4. Subtilt Refinement Technology: The workflow incorporates a per-particle-per-tilt refinement strategy, offering significant resolution improvements by addressing specimen-induced distortions through individual tilt refinements.

Numerical Results and Performance

The proposed workflow achieves subnanometer resolution in subtomogram averaging, even with limited sample sizes. For instance, using 1,000 - 2,000 particles, resolutions close to 10Å can be reached. A salient demonstration includes the reconstruction of the AcrAB-TolC pump in E. coli, achieving a 14Å resolution post-subtilt refinement. The capabilities illustrated through these results suggest a practical and efficient methodology suited for high-throughput applications in structural biology.

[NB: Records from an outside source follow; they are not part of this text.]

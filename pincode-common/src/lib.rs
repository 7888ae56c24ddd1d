pub mod metrics;
pub mod retry;
pub mod store;
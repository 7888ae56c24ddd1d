use axum::{routing::get, Router};
use metrics_exporter_prometheus::{BuildError, PrometheusBuilder, PrometheusHandle};

/// Bind a `TcpListener` on the provided bind address to serve a `Router` on it.
/// This function is intended to take a Router as returned by `setup_metrics_router`, potentially with more routes added by the caller.
pub async fn serve(router: Router, bind: &str) -> Result<(), std::io::Error> {
    let listener = tokio::net::TcpListener::bind(bind).await?;

    axum::serve(listener, router).await?;

    Ok(())
}

/// Build a Router for a metrics endpoint, installing the global Prometheus recorder.
pub fn setup_metrics_router() -> Result<Router, BuildError> {
    let recorder_handle = setup_metrics_recorder()?;

    Ok(Router::new().route(
        "/metrics",
        get(move || std::future::ready(recorder_handle.render())),
    ))
}

pub fn setup_metrics_recorder() -> Result<PrometheusHandle, BuildError> {
    const EXPONENTIAL_SECONDS: &[f64] = &[
        0.005, 0.01, 0.025, 0.05, 0.1, 0.25, 0.5, 1.0, 2.5, 5.0, 10.0,
    ];

    PrometheusBuilder::new()
        .set_buckets(EXPONENTIAL_SECONDS)?
        .install_recorder()
}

Practical and Theoretical Implications

The developments discussed in the paper suggest significant implications for both practical applications and theoretical advancements in structural biology. The workflow enables researchers to handle complex cellular tomograms more efficiently, potentially transforming the approach to cellular-structural biology. The reduction in manual processing time enhances throughput, enabling more comprehensive datasets to be analyzed in shorter periods.

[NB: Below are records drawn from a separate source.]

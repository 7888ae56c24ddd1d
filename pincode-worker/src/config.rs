use std::num::{NonZeroU32, NonZeroUsize};
use std::path::PathBuf;
use std::str::FromStr;
use std::time;

use clap::Parser;
use envconfig::Envconfig;
use pincode_common::retry::RetryPolicy;

use crate::error::ScanError;
use crate::gate::RateLimit;
use crate::lookup::LocationField;
use crate::orchestrator::{ScanOptions, StoreKeys};

#[derive(Envconfig, Clone)]
pub struct Config {
    #[envconfig(from = "BIND_HOST", default = "0.0.0.0")]
    pub host: String,

    #[envconfig(from = "BIND_PORT", default = "3302")]
    pub port: u16,

    #[envconfig(default = "false")]
    pub export_prometheus: bool,

    #[envconfig(default = "redis://localhost:6379/")]
    pub redis_url: String,

    #[envconfig(default = "500")]
    pub store_timeout: EnvMsDuration,

    #[envconfig(default = "https://api.postalpincode.in/pincode")]
    pub lookup_endpoint: NonEmptyString,

    #[envconfig(default = "5000")]
    pub request_timeout: EnvMsDuration,

    #[envconfig(default = "2")]
    pub max_concurrency: usize,

    #[envconfig(default = "100")]
    pub batch_size: usize,

    /// Lookups allowed per `rate_interval`. Unlimited when unset.
    pub rate_limit: Option<u32>,

    #[envconfig(default = "1000")]
    pub rate_interval: EnvMsDuration,

    /// Lookups allowed in a burst. Defaults to `rate_limit`.
    pub rate_burst: Option<u32>,

    #[envconfig(default = "pincodes.txt")]
    pub input_path: PathBuf,

    #[envconfig(default = "Block")]
    pub extract_field: LocationField,

    #[envconfig(default = "pincodes")]
    pub pending_key: NonEmptyString,

    #[envconfig(default = "cities")]
    pub locations_key: NonEmptyString,

    #[envconfig(default = "api_counter")]
    pub lookup_counter_key: NonEmptyString,

    #[envconfig(nested = true)]
    pub retry_policy: RetryPolicyConfig,
}

impl Config {
    /// Produce a host:port address for binding a TcpListener.
    pub fn bind(&self) -> String {
        format!("{}:{}", self.host, self.port)
    }

    /// Override configuration values with the flags given on the command line.
    pub fn with_args(mut self, args: &Args) -> Self {
        if let Some(max_concurrency) = args.max_concurrency {
            self.max_concurrency = max_concurrency;
        }
        if let Some(batch_size) = args.batch_size {
            self.batch_size = batch_size;
        }
        if let Some(rate_limit) = args.rate_limit {
            self.rate_limit = Some(rate_limit);
        }
        if let Some(input) = &args.input {
            self.input_path = input.clone();
        }
        if let Some(field) = args.extract_field {
            self.extract_field = field;
        }
        self
    }

    /// Validate the configuration into the options of a scan.
    pub fn scan_options(&self) -> Result<ScanOptions, ScanError> {
        let batch_size = NonZeroUsize::new(self.batch_size)
            .ok_or_else(|| ScanError::InvalidConfig("batch size must be at least 1".to_owned()))?;
        let max_concurrency = NonZeroUsize::new(self.max_concurrency).ok_or_else(|| {
            ScanError::InvalidConfig("max concurrency must be at least 1".to_owned())
        })?;

        let rate_limit = match self.rate_limit {
            None => None,
            Some(requests) => {
                let requests = NonZeroU32::new(requests).ok_or_else(|| {
                    ScanError::InvalidConfig("rate limit must be at least 1".to_owned())
                })?;
                let burst = match self.rate_burst {
                    None => requests,
                    Some(burst) => NonZeroU32::new(burst).ok_or_else(|| {
                        ScanError::InvalidConfig("rate burst must be at least 1".to_owned())
                    })?,
                };
                if self.rate_interval.0.is_zero() {
                    return Err(ScanError::InvalidConfig(
                        "rate interval must be positive".to_owned(),
                    ));
                }

                Some(RateLimit {
                    requests,
                    interval: self.rate_interval.0,
                    burst,
                })
            }
        };

        Ok(ScanOptions {
            batch_size,
            max_concurrency,
            rate_limit,
            field: self.extract_field,
            keys: StoreKeys {
                pending: self.pending_key.as_str().to_owned(),
                locations: self.locations_key.as_str().to_owned(),
                lookups: self.lookup_counter_key.as_str().to_owned(),
            },
            retry_policy: self.retry_policy.provide(),
        })
    }
}

/// Resolve every pincode in a file into the deduplicated set of locations it covers.
///
/// Flags override the equivalent environment variables.
#[derive(Parser, Debug, Default)]
#[command(version, about, long_about = None)]
pub struct Args {
    /// Maximum number of batches looked up concurrently
    #[arg(long)]
    pub max_concurrency: Option<usize>,

    /// Number of pincodes handed to a worker at once
    #[arg(long)]
    pub batch_size: Option<usize>,

    /// Maximum number of lookups per rate interval (RATE_INTERVAL, 1s by default)
    #[arg(long)]
    pub rate_limit: Option<u32>,

    /// File listing the pincodes to look up
    #[arg(long)]
    pub input: Option<PathBuf>,

    /// PostOffice field aggregated as the location, e.g. Block or District
    #[arg(long)]
    pub extract_field: Option<LocationField>,

    /// Keep pincodes left pending by a previous run instead of clearing them
    #[arg(long, default_value = "false")]
    pub keep_pending: bool,
}

#[derive(Debug, Clone, Copy)]
pub struct EnvMsDuration(pub time::Duration);

#[derive(Debug, PartialEq, Eq)]
pub struct ParseEnvMsDurationError;

impl FromStr for EnvMsDuration {
    type Err = ParseEnvMsDurationError;

    fn from_str(s: &str) -> Result<Self, Self::Err> {
        let ms = s.parse::<u64>().map_err(|_| ParseEnvMsDurationError)?;

        Ok(EnvMsDuration(time::Duration::from_millis(ms)))
    }
}

#[derive(Envconfig, Clone)]
pub struct RetryPolicyConfig {
    #[envconfig(default = "2")]
    pub backoff_coefficient: u32,

    #[envconfig(default = "100")]
    pub initial_interval: EnvMsDuration,

    #[envconfig(default = "5000")]
    pub maximum_interval: EnvMsDuration,

    #[envconfig(default = "5")]
    pub max_attempts: u32,
}

impl RetryPolicyConfig {
    pub fn provide(&self) -> RetryPolicy {
        RetryPolicy::build(self.backoff_coefficient, self.initial_interval.0)
            .maximum_interval(self.maximum_interval.0)
            .max_attempts(self.max_attempts)
            .provide()
    }
}

#[derive(Debug, Clone)]
pub struct NonEmptyString(pub String);

impl NonEmptyString {
    pub fn as_str(&self) -> &str {
        &self.0
    }
}

#[derive(Debug, PartialEq, Eq)]
pub struct StringIsEmptyError;

impl FromStr for NonEmptyString {
    type Err = StringIsEmptyError;

    fn from_str(s: &str) -> Result<Self, Self::Err> {
        if s.is_empty() {
            Err(StringIsEmptyError)
        } else {
            Ok(NonEmptyString(s.to_owned()))
        }
    }
}

#[cfg(test)]
mod tests {
    use std::collections::HashMap;

    use super::*;

    fn config(vars: &[(&str, &str)]) -> Config {
        let vars: HashMap<String, String> = vars
            .iter()
            .map(|(k, v)| ((*k).to_owned(), (*v).to_owned()))
            .collect();
        Config::init_from_hashmap(&vars).expect("invalid test configuration")
    }

    #[test]
    fn test_defaults() {
        let config = config(&[]);
        let options = config.scan_options().unwrap();

        assert_eq!(config.bind(), "0.0.0.0:3302");
        assert_eq!(config.input_path, PathBuf::from("pincodes.txt"));
        assert_eq!(options.batch_size.get(), 100);
        assert_eq!(options.max_concurrency.get(), 2);
        assert_eq!(options.rate_limit, None);
        assert_eq!(options.field, LocationField::Block);
        assert_eq!(options.keys, StoreKeys::default());
        assert_eq!(options.retry_policy.max_attempts, 5);
        assert_eq!(
            options.retry_policy.maximum_interval,
            Some(time::Duration::from_secs(5))
        );
    }

    #[test]
    fn test_rate_limit() {
        let options = config(&[("RATE_LIMIT", "10"), ("RATE_INTERVAL", "60000")])
            .scan_options()
            .unwrap();
        let rate_limit = options.rate_limit.expect("rate limit is set");

        assert_eq!(rate_limit.requests.get(), 10);
        assert_eq!(rate_limit.burst.get(), 10);
        assert_eq!(rate_limit.interval, time::Duration::from_secs(60));

        let options = config(&[("RATE_LIMIT", "10"), ("RATE_BURST", "1")])
            .scan_options()
            .unwrap();
        assert_eq!(options.rate_limit.unwrap().burst.get(), 1);
    }

    #[test]
    fn test_invalid_values_are_rejected() {
        for vars in [
            [("BATCH_SIZE", "0")],
            [("MAX_CONCURRENCY", "0")],
            [("RATE_LIMIT", "0")],
        ] {
            assert!(matches!(
                config(&vars).scan_options(),
                Err(ScanError::InvalidConfig(_))
            ));
        }

        assert!(matches!(
            config(&[("RATE_LIMIT", "5"), ("RATE_INTERVAL", "0")]).scan_options(),
            Err(ScanError::InvalidConfig(_))
        ));
    }

    #[test]
    fn test_args_override_environment() {
        let args = Args::parse_from([
            "pincode-worker",
            "--max-concurrency",
            "16",
            "--batch-size",
            "500",
            "--rate-limit",
            "20",
            "--input",
            "/data/pincodes.txt",
            "--extract-field",
            "district",
        ]);
        let config = config(&[("MAX_CONCURRENCY", "4"), ("BATCH_SIZE", "50")]).with_args(&args);
        let options = config.scan_options().unwrap();

        assert_eq!(options.max_concurrency.get(), 16);
        assert_eq!(options.batch_size.get(), 500);
        assert_eq!(options.rate_limit.unwrap().requests.get(), 20);
        assert_eq!(options.field, LocationField::District);
        assert_eq!(config.input_path, PathBuf::from("/data/pincodes.txt"));
        assert!(!args.keep_pending);
    }

    #[test]
    fn test_missing_args_keep_environment() {
        let config = config(&[("BATCH_SIZE", "50")]).with_args(&Args::default());

        assert_eq!(config.batch_size, 50);
        assert_eq!(config.max_concurrency, 2);
    }

    #[test]
    fn test_parse_env_ms_duration() {
        assert_eq!(
            "1500".parse::<EnvMsDuration>().unwrap().0,
            time::Duration::from_millis(1500)
        );
        assert_eq!(
            "1.5s".parse::<EnvMsDuration>().unwrap_err(),
            ParseEnvMsDurationError
        );
        assert_eq!(
            "".parse::<NonEmptyString>().unwrap_err(),
            StringIsEmptyError
        );
    }
}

Theoretically, the innovations in subtomogram refinement and CTF correction could lead to further advancements in the accuracy and resolution of tomographic reconstructions. The ability to map protein structures back to cellular tomograms with high precision could yield new insights into cellular architecture and protein interactions in situ.

Future Directions

Looking forward, the algorithms and methodologies developed in this research hold potential for further adaptation and improvements. Integration with deep learning approaches could further automate particle selection and annotation, enhancing the overall efficacy and resolution of structural determinations. The workflow's adaptability to handle phase-plate data, albeit with existing challenges, offers another avenue for expansion. Future work may extend these methodologies to expansive datasets, improving their applicability across various cellular contexts and extending such detailed structural analysis to even more complex biological systems.

In conclusion, the proposed integrated workflow for CryoET data processing presents a significant step forward in reducing the manual burden and enhancing the throughput of tomography studies. Its integration into the EMAN2 ecosystem aligns well with the growing need for effective and precise structural biology tools, setting the stage for further advancements and applications in the field.